━━━ Data to examine

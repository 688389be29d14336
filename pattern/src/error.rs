//! Pattern error types.

use rebac_core::CoreError;
use thiserror::Error;

/// Errors raised while constructing a graph pattern.
#[derive(Debug, Clone, PartialEq, Error)]
pub enum PatternError {
    /// A node id is referenced but not declared in the pattern graph.
    #[error("Missing node '{id}' referenced by {referenced_by}")]
    MissingNode { id: String, referenced_by: String },

    /// An edge id is referenced but not declared in the pattern graph.
    #[error("Missing edge '{id}' referenced by {referenced_by}")]
    MissingEdge { id: String, referenced_by: String },

    /// Two different nodes share an id.
    #[error("Duplicate node id '{id}'")]
    DuplicateNodeId { id: String },

    /// Two different edges share an id.
    #[error("Duplicate edge id '{id}'")]
    DuplicateEdgeId { id: String },

    /// An attribute requirement is malformed.
    #[error(transparent)]
    Requirement(#[from] CoreError),
}

impl PatternError {
    pub fn missing_node(id: impl Into<String>, referenced_by: impl Into<String>) -> Self {
        Self::MissingNode {
            id: id.into(),
            referenced_by: referenced_by.into(),
        }
    }

    pub fn missing_edge(id: impl Into<String>, referenced_by: impl Into<String>) -> Self {
        Self::MissingEdge {
            id: id.into(),
            referenced_by: referenced_by.into(),
        }
    }

    pub fn duplicate_node_id(id: impl Into<String>) -> Self {
        Self::DuplicateNodeId { id: id.into() }
    }

    pub fn duplicate_edge_id(id: impl Into<String>) -> Self {
        Self::DuplicateEdgeId { id: id.into() }
    }
}

/// Result type for pattern construction.
pub type PatternResult<T> = Result<T, PatternError>;
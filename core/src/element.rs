//! Attributed graph elements.

use crate::AttributeValue;

/// A graph element (node or edge) carrying an identifier and attributes.
///
/// Implemented by the nodes and edges of every graph backend the matcher is
/// run against.
pub trait AttributeAware {
    /// The identifier of this element, compared by `#id` requirements.
    fn id(&self) -> &str;

    /// Look up an attribute, `None` if the key is unset.
    fn attribute(&self, key: &str) -> Option<AttributeValue>;
}

impl<T: AttributeAware + ?Sized> AttributeAware for &T {
    fn id(&self) -> &str {
        (**self).id()
    }

    fn attribute(&self, key: &str) -> Option<AttributeValue> {
        (**self).attribute(key)
    }
}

━━━━━━

*Your assignment*
Print the entries again so that each one matches exactly.

*Solution for this problem*
repository 688389be29d14336
filename pattern/src/error.rs
//! Pattern error types.

use rebac_core::CoreError;
use thiserror::Error;

/// Errors raised while constructing a graph pattern.
#[derive(Debug, Clone, PartialEq, Error)]
pub enum PatternError {
    /// A node id is referenced but not declared in the pattern graph.
    #[error("Missing node '{id}' referenced by {referenced_by}")]
    MissingNode { id: String, referenced_by: String },

    /// An edge id is referenced but not declared in the pattern graph.
    #[error("Missing edge '{id}' referenced by {referenced_by}")]
    MissingEdge { id: String, referenced_by: String },

    /// Two different nodes share an id.
    #[error("Duplicate node id '{id}'")]
    DuplicateNodeId { id: String },

    /// Two different edges share an id.
    #[error("Duplicate edge id '{id}'")]
    DuplicateEdgeId { id: String },

    /// An attribute requirement is malformed.
    #[error(transparent)]
    Requirement(#[from] CoreError),
}

impl PatternError {
    pub fn missing_node(id: impl Into<String>, referenced_by: impl Into<String>) -> Self {
        Self::MissingNode {
            id: id.into(),
            referenced_by: referenced_by.into(),
        }
    }

    pub fn missing_edge(id: impl Into<String>, referenced_by: impl Into<String>) -> Self {
        Self::MissingEdge {
            id: id.into(),
            referenced_by: referenced_by.into(),
        }
    }

    pub fn duplicate_node_id(id: impl Into<String>) -> Self {
        Self::DuplicateNodeId { id: id.into() }
    }

    pub fn duplicate_edge_id(id: impl Into<String>) -> Self {
        Self::DuplicateEdgeId { id: id.into() }
    }
}

/// Result type for pattern construction.
pub type PatternResult<T> = Result<T, PatternError>;
filename core/src/element.rs
//! Attributed graph elements.

use crate::AttributeValue;

/// A graph element (node or edge) carrying an identifier and attributes.
///
/// Implemented by the nodes and edges of every graph backend the matcher is
/// run against.
pub trait AttributeAware {
    /// The identifier of this element, compared by `#id` requirements.
    fn id(&self) -> &str;

    /// Look up an attribute, `None` if the key is unset.
    fn attribute(&self, key: &str) -> Option<AttributeValue>;
}

impl<T: AttributeAware + ?Sized> AttributeAware for &T {
    fn id(&self) -> &str {
        (**self).id()
    }

    fn attribute(&self, key: &str) -> Option<AttributeValue> {
        (**self).attribute(key)
    }
}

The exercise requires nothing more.